Тот одеревенело стоял около камина, потом все вроде для прыжка начало подбираться в нем, столбообразная круглая шея, плечи, раненая на перевязи кисть, жалко торчащая из бинта ногтями, испачканными йодом, – все сжималось, делалось меньше. И вдруг Гранатуров, сломленно сгорбив широкую спину, как если бы увидел нечто неумолимое, безвыходное, занесенное над ним, слепыми шагами пошел в противоположный угол комнаты, там постоял, долго глядел в пол, на затоптанный ковер, а когда теми же слепыми шагами пошел обратно к камину, насильственное покривление рта выкраивало мертвецкую леденящую улыбку, на которую невыносимо было смотреть. Похоже было, он напрягался что-то сказать, но, видимо, силы уходили на одну его улыбку, тесной, не по размеру маской надетую по-клоунски на рот.

– Вот как, Галя, вы со мной… – с хрипотцой сказал он.

И, заведение передвигая ногами, Гранатуров не дошел до камина, повернул к столу, пошарил по неубранным кружкам, сбивая их на скатерть, нашел чей-то недопитый вчера стакан, раздвинул им, как распоркой, эту заледенелую улыбку и, вылив водку в горло, сел, облокотился на затрещавший край стола, уперся лбом в пудовый свой кулак.

– Я пойду, комбат, – сказал Никитин, испытывая почти облегчение, потому что, загороженная кулаком, не была видна, не резала по глазам чужая, выдавленная страданием и растерянностью улыбка Гранатурова. Если бы он закричал на Галю, разбил стакан, опрокинул стул, все было бы более естественно, чем вот этот клоунский извив большого рта: наверно, так он пытался помочь себе, оборониться от непоправимой правды, без надежды высказанной ему только что Галей. По-видимому, Гранатуров, решив выявить истину отношений Княжко и Гали, не предполагал, что разговор этот всколыхнет, зажжет в ней гневное неприятие, отрицание бесспорной ясности, которая была для нее мучением, неосуществленной возможностью и которая отбрасывала всякую иную возможность изменить что-либо сейчас. Но непонятно было, как хватило Гранатурову злого и веселого легкомыслия опорочить однажды Галю в глазах Княжко, после того, что могло или не могло быть между ним и ею… Ведь был тот день, когда вернулся он из медсанбата довольный, отъевшийся на тыловых харчах, и был гусарский его смешок, загадочный взгляд на Княжко, циничные подробности рассказа о победной ночи, проведенной с красивенькой медсанбаткой в ее комнате, доказательно положенная перед офицерами на стол любительская фотокарточка Гали – во всем же была цель, разрушающая, похожая на запрещенный удар правда, что была и в найденном письме Княжко, адресованном Гале и по случаю неизвестных обстоятельств не отправленном им.

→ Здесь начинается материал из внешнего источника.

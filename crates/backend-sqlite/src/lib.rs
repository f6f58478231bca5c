//! A SQLite-backed [`Responder`]/[`Writer`], pooled with `r2d2` rather than
//! a single `Mutex<Connection>`: there's no correctness reason to serialize
//! every connection through one mutex, and pooling lets concurrent queries
//! actually run concurrently against SQLite's own locking.
//!
//! Every row lives in one `points` table keyed by `(point_uuid, stamp)`,
//! where `point_uuid` already carries the deleted bit -- a tombstone and its
//! live row are different keys, exactly as the in-memory backend models it.
//!
//! Pooled connections are recycled after [`IDLE_CONNECTION_TIMEOUT`] idle
//! and each carries its own bounded prepared-statement cache
//! ([`PREPARED_STATEMENT_CACHE_CAPACITY`]).

mod codec;

use std::sync::{
    atomic::{AtomicI64, Ordering},
    Arc,
};

use async_trait::async_trait;
use pvs_common::Interval;
use pvs_store::{Backend, Order, ResetSpec, Responder, WriteOutcome, Writer};
use pvs_value::{PointUuid, PointValue, PointValueKind, StateValue, VersionedValue};
use r2d2::Pool;
use r2d2_sqlite::SqliteConnectionManager;
use rusqlite::{params, Connection, OptionalExtension};

/// How long an idle pooled connection is kept before `r2d2` recycles it.
const IDLE_CONNECTION_TIMEOUT: std::time::Duration = std::time::Duration::from_secs(300);

/// Per-connection cap on rusqlite's own prepared-statement LRU, mirroring
/// the default used for the responder pool's prepared-statement cache.
const PREPARED_STATEMENT_CACHE_CAPACITY: usize = 10;

const SCHEMA: &str = r#"
CREATE TABLE IF NOT EXISTS points (
    point_uuid BLOB NOT NULL,
    stamp INTEGER NOT NULL,
    version INTEGER NOT NULL,
    kind INTEGER NOT NULL,
    type_code INTEGER,
    value_blob BLOB,
    state_code INTEGER,
    state_name TEXT,
    PRIMARY KEY (point_uuid, stamp)
);
"#;

/// A pooled SQLite table implementing both halves of the backend interface.
/// Cloning shares the pool; [`SqliteBackend::responder`] hands out a fresh
/// [`SqliteResponder`] per query, one per concurrent query.
#[derive(Clone)]
pub struct SqliteBackend {
    pool: Pool<SqliteConnectionManager>,
    next_version: Arc<AtomicI64>,
}

/// Caps each pooled connection's own prepared-statement LRU on acquire,
/// since `r2d2_sqlite` hands back a fresh connection with rusqlite's
/// default (unbounded) cache.
#[derive(Debug)]
struct StatementCacheCustomizer;

impl r2d2::CustomizeConnection<Connection, rusqlite::Error> for StatementCacheCustomizer {
    fn on_acquire(&self, conn: &mut Connection) -> Result<(), rusqlite::Error> {
        conn.set_prepared_statement_cache_capacity(PREPARED_STATEMENT_CACHE_CAPACITY);
        Ok(())
    }
}

impl SqliteBackend {
    pub fn new(path: &str) -> anyhow::Result<Self> {
        let manager = SqliteConnectionManager::file(path);
        let pool = Pool::builder()
            .idle_timeout(Some(IDLE_CONNECTION_TIMEOUT))
            .connection_customizer(Box::new(StatementCacheCustomizer))
            .build(manager)?;
        let conn = pool.get()?;
        conn.execute_batch(SCHEMA)?;
        let max_version: Option<i64> = conn
            .query_row("SELECT MAX(version) FROM points", [], |row| row.get(0))
            .optional()?
            .flatten();
        drop(conn);
        Ok(Self {
            pool,
            next_version: Arc::new(AtomicI64::new(max_version.unwrap_or(0))),
        })
    }

    pub fn responder(&self) -> SqliteResponder {
        SqliteResponder {
            pool: self.pool.clone(),
            rows: Vec::new(),
            cursor: 0,
        }
    }
}

#[async_trait]
impl Writer for SqliteBackend {
    async fn upsert(&self, value: &VersionedValue) -> anyhow::Result<WriteOutcome> {
        let conn = self.pool.get()?;
        let uuid = value.point_value.point_uuid.as_bytes().to_vec();
        let stamp = value.stamp();

        let existed = conn
            .query_row(
                "SELECT 1 FROM points WHERE point_uuid = ?1 AND stamp = ?2",
                params![uuid, stamp],
                |_| Ok(()),
            )
            .optional()?
            .is_some();

        let (type_code, blob) = match &value.point_value.value {
            Some(v) => (Some(v.type_code() as i64), Some(codec::encode_value(v)?)),
            None => (None, None),
        };
        let (state_code, state_name) = match &value.point_value.state {
            Some(s) => (s.code, s.name.clone()),
            None => (None, None),
        };

        let version = self.next_version.fetch_add(1, Ordering::SeqCst) + 1;

        conn.execute(
            "INSERT INTO points (point_uuid, stamp, version, kind, type_code, value_blob, state_code, state_name)
             VALUES (?1, ?2, ?3, 0, ?4, ?5, ?6, ?7)
             ON CONFLICT(point_uuid, stamp) DO UPDATE SET
                version = excluded.version,
                kind = excluded.kind,
                type_code = excluded.type_code,
                value_blob = excluded.value_blob,
                state_code = excluded.state_code,
                state_name = excluded.state_name",
            params![uuid, stamp, version, type_code, blob, state_code, state_name],
        )?;

        Ok(if existed { WriteOutcome::Replaced } else { WriteOutcome::Inserted })
    }

    async fn delete(&self, point_uuid: PointUuid, stamp: i64, drop_deleted: bool) -> anyhow::Result<u64> {
        let conn = self.pool.get()?;
        let plain = point_uuid.undeleted().as_bytes().to_vec();
        let removed = conn.execute(
            "DELETE FROM points WHERE point_uuid = ?1 AND stamp = ?2",
            params![plain, stamp],
        )? as u64;

        if removed > 0 && !drop_deleted {
            let version = self.next_version.fetch_add(1, Ordering::SeqCst) + 1;
            let shadow = point_uuid.deleted().as_bytes().to_vec();
            conn.execute(
                "INSERT INTO points (point_uuid, stamp, version, kind, type_code, value_blob, state_code, state_name)
                 VALUES (?1, ?2, ?3, 1, NULL, NULL, NULL, NULL)
                 ON CONFLICT(point_uuid, stamp) DO UPDATE SET
                    version = excluded.version, kind = 1, type_code = NULL, value_blob = NULL,
                    state_code = NULL, state_name = NULL",
                params![shadow, stamp, version],
            )?;
        }
        Ok(removed)
    }

    async fn purge(&self, point_uuid: PointUuid, interval: Interval) -> anyhow::Result<u64> {
        let conn = self.pool.get()?;
        let plain = point_uuid.undeleted().as_bytes().to_vec();
        let shadow = point_uuid.deleted().as_bytes().to_vec();
        let after = interval.after.unwrap_or(i64::MIN);
        let before = interval.before.unwrap_or(i64::MAX);
        let removed = conn.execute(
            "DELETE FROM points WHERE point_uuid IN (?1, ?2) AND stamp >= ?3 AND stamp < ?4",
            params![plain, shadow, after, before],
        )? as u64;
        Ok(removed)
    }

    async fn commit(&self) -> anyhow::Result<()> {
        // Every statement above runs in SQLite's default autocommit mode, so
        // there's nothing left to flush here; kept as a no-op hook so a
        // future batching change has somewhere to put a transaction.
        Ok(())
    }
}

impl Backend for SqliteBackend {
    fn new_responder(&self) -> Box<dyn Responder> {
        Box::new(self.responder())
    }

    fn writer(&self) -> &dyn Writer {
        self
    }
}

/// A prepared iteration against a [`SqliteBackend`]'s table. Materializes
/// the full matching row set on `reset` rather than streaming row-by-row --
/// simpler than a cursor-held `rusqlite::Statement`, at the cost of holding
/// a query's whole result set in memory (acceptable here since the core
/// cursor already re-windows in batches bounded by `backend.limit` --
/// this backend just reports `limit() == 0`, i.e. unbounded, so no
/// re-window ever triggers in practice).
pub struct SqliteResponder {
    pool: Pool<SqliteConnectionManager>,
    rows: Vec<VersionedValue>,
    cursor: usize,
}

#[async_trait]
impl Responder for SqliteResponder {
    async fn reset(&mut self, spec: Option<ResetSpec>) -> anyhow::Result<()> {
        self.cursor = 0;
        self.rows.clear();
        let Some = spec else {
            return Ok(());
        };

        let conn = self.pool.get()?;
        let include_deleted = spec.query.is_deleted();
        let after = spec.query.interval.after.unwrap_or(i64::MIN);
        let before = spec.query.interval.before.unwrap_or(i64::MAX);
        let order_col = if spec.query.is_pull() { "version" } else { "stamp, version" };
        let direction = if matches! { "DESC" } else { "ASC" };

        const COLUMNS: &str =
            "point_uuid, stamp, version, kind, type_code, value_blob, state_code, state_name";

        self.rows = match spec.point_uuid {
            Some(p) if include_deleted => {
                let plain = p.undeleted().as_bytes().to_vec();
                let shadow = p.deleted().as_bytes().to_vec();
                let sql = format!(
                    "SELECT {COLUMNS} FROM points WHERE point_uuid IN (?1, ?2) AND stamp >= ?3 AND stamp < ?4 ORDER BY {order_col} {direction}"
                );
                query_rows(&conn, &sql, params![plain, shadow, after, before])?
            },
            Some(p) => {
                let plain = p.undeleted().as_bytes().to_vec();
                let sql = format!(
                    "SELECT {COLUMNS} FROM points WHERE point_uuid = ?1 AND stamp >= ?2 AND stamp < ?3 ORDER BY {order_col} {direction}"
                );
                query_rows(&conn, &sql, params![plain, after, before])?
            },
            None => {
                let kind_clause = if include_deleted { "" } else { " AND kind = 0" };
                let sql = format!(
                    "SELECT {COLUMNS} FROM points WHERE stamp >= ?1 AND stamp < ?2{kind_clause} ORDER BY {order_col} {direction}"
                );
                query_rows(&conn, &sql, params![after, before])?
            },
        };
        Ok(())
    }

    async fn next(&mut self) -> anyhow::Result<Option<VersionedValue>> {
        let next = self.rows.get(self.cursor).cloned();
        if next.is_some() {
            self.cursor += 1;
        }
        Ok(next)
    }

    async fn count(&mut self) -> anyhow::Result<u64> {
        Ok(self.rows.len() as u64)
    }

    fn limit(&self) -> u32 {
        0
    }
}

fn query_rows(
    conn: &Connection,
    sql: &str,
    params: impl rusqlite::Params,
) -> anyhow::Result<Vec<VersionedValue>> {
    let mut stmt = conn.prepare_cached(sql)?;
    let rows = stmt.query_map(params, row_to_value)?;
    rows.collect::<Result<Vec<_>, _>>().map_err(anyhow::Error::from)
}

fn row_to_value(row: &rusqlite::Row) -> rusqlite::Result<VersionedValue> {
    let uuid_bytes: Vec<u8> = row.get(0)?;
    let uuid_array: [u8; 16] = uuid_bytes.try_into().map_err(|_| {
        rusqlite::Error::FromSqlConversionFailure(
            0,
            rusqlite::types::Type::Blob,
            "point_uuid column is not 16 bytes".into(),
        )
    })?;
    let uuid = PointUuid::from_bytes(uuid_array);
    let stamp: i64 = row.get(1)?;
    let version: i64 = row.get(2)?;
    let kind: i64 = row.get(3)?;
    let type_code: Option<i64> = row.get(4)?;
    let value_blob: Option<Vec<u8>> = row.get(5)?;
    let state_code: Option<i64> = row.get(6)?;
    let state_name: Option<String> = row.get(7)?;

    let value = match (type_code, value_blob) {
        (Some(code), Some(blob)) => Some(codec::decode_value(code as u8, &blob).map_err(|e| {
            rusqlite::Error::FromSqlConversionFailure(4, rusqlite::types::Type::Blob, e.into())
        })?),
        _ => None,
    };
    let state = if state_code.is_some() || state_name.is_some() {
        Some(StateValue {
            code: state_code,
            name: state_name,
        })
    } else {
        None
    };

    Ok(VersionedValue {
        point_value: PointValue {
            point_uuid: uuid,
            stamp,
            state,
            value,
        },
        version,
        kind: match kind {
            0 => PointValueKind::Value,
            1 => PointValueKind::Deleted,
            _ => PointValueKind::Purged,
        },
    })
}

#[cfg(test)]
mod tests {
    use pvs_value::Value;
    use tempfile::TempDir;

    use super::*;

    fn backend() -> (TempDir, SqliteBackend) {
        let dir = TempDir::new().unwrap();
        let path = dir.path().join("store.sqlite3");
        let backend = SqliteBackend::new(path.to_str().unwrap()).unwrap();
        (dir, backend)
    }

    #[tokio::test]
    async fn upsert_then_select_round_trips_the_value() {
        let (_dir, backend) = backend();
        let uuid = PointUuid::new_v4();
        backend
            .upsert(&VersionedValue::value(uuid, 10, 1, Value::String("hi".into())))
            .await
            .unwrap();

        let mut responder = backend.responder();
        responder
            .reset(Some(ResetSpec {
                point_uuid: Some(uuid),
                query: pvs_store::StoreValuesQueryBuilder::new()
                    .point(pvs_store::query::QueryPoint::Uuid(uuid), false)
                    .flag(pvs_store::query::QueryFlags::MULTIPLE)
                    .flag(pvs_store::query::QueryFlags::FORWARD)
                    .build()
                    .unwrap(),
                order: Order::Forward,
            }))
            .await
            .unwrap();

        let fetched = responder.next().await.unwrap().unwrap();
        assert_eq!(fetched.point_value.value, Some(Value::String("hi".into())));
    }

    #[tokio::test]
    async fn delete_then_purge_removes_the_tombstone() {
        let (_dir, backend) = backend();
        let uuid = PointUuid::new_v4();
        backend
            .upsert(&VersionedValue::value(uuid, 10, 1, Value::Signed64(5)))
            .await
            .unwrap();
        backend.delete(uuid, 10, false).await.unwrap();

        let removed = backend
            .purge(uuid, Interval::new(Some(0), Some(20)))
            .await
            .unwrap();
        assert_eq!(removed, 1);
    }
}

– Уйди, Никитин, – сказал Гранатуров, тихо водя головой, вдавливаясь переносицей в кулак. – А насчет немочки – рапорт в смерш… Нет, ты тоже не ангел, Никитин, не-ет…

И жалкая подавленность, безысходная обреченность в его сгорбленной над столом атлетической фигуре, ожесточенно твердое молчание Гали, ее тонкое, с опущенными глазами, без кровинки, как вчера на поляне, лицо, бесконечная сиротливая вокруг пустота без Княжко, страшный сон, оставшийся в сознании, нежно-мягкие губы Эммы, ее плывущий над головой шепот: «Ду бист мейн Шметтерлинг» («Почему бабочка? Почему?») – все было продолжением какого-то заразившего всех безумия, ложной верой в последний срок войны, ожиданием его в этом невиданно уютненьком немецком городке Кенигсдорфе. Может быть, они, поверив в новую счастливую полосу нефронтовой жизни, поспешили, забежали вперед: торопясь, обогнали судьбу, которую так суеверно опасались обгонять на передовой.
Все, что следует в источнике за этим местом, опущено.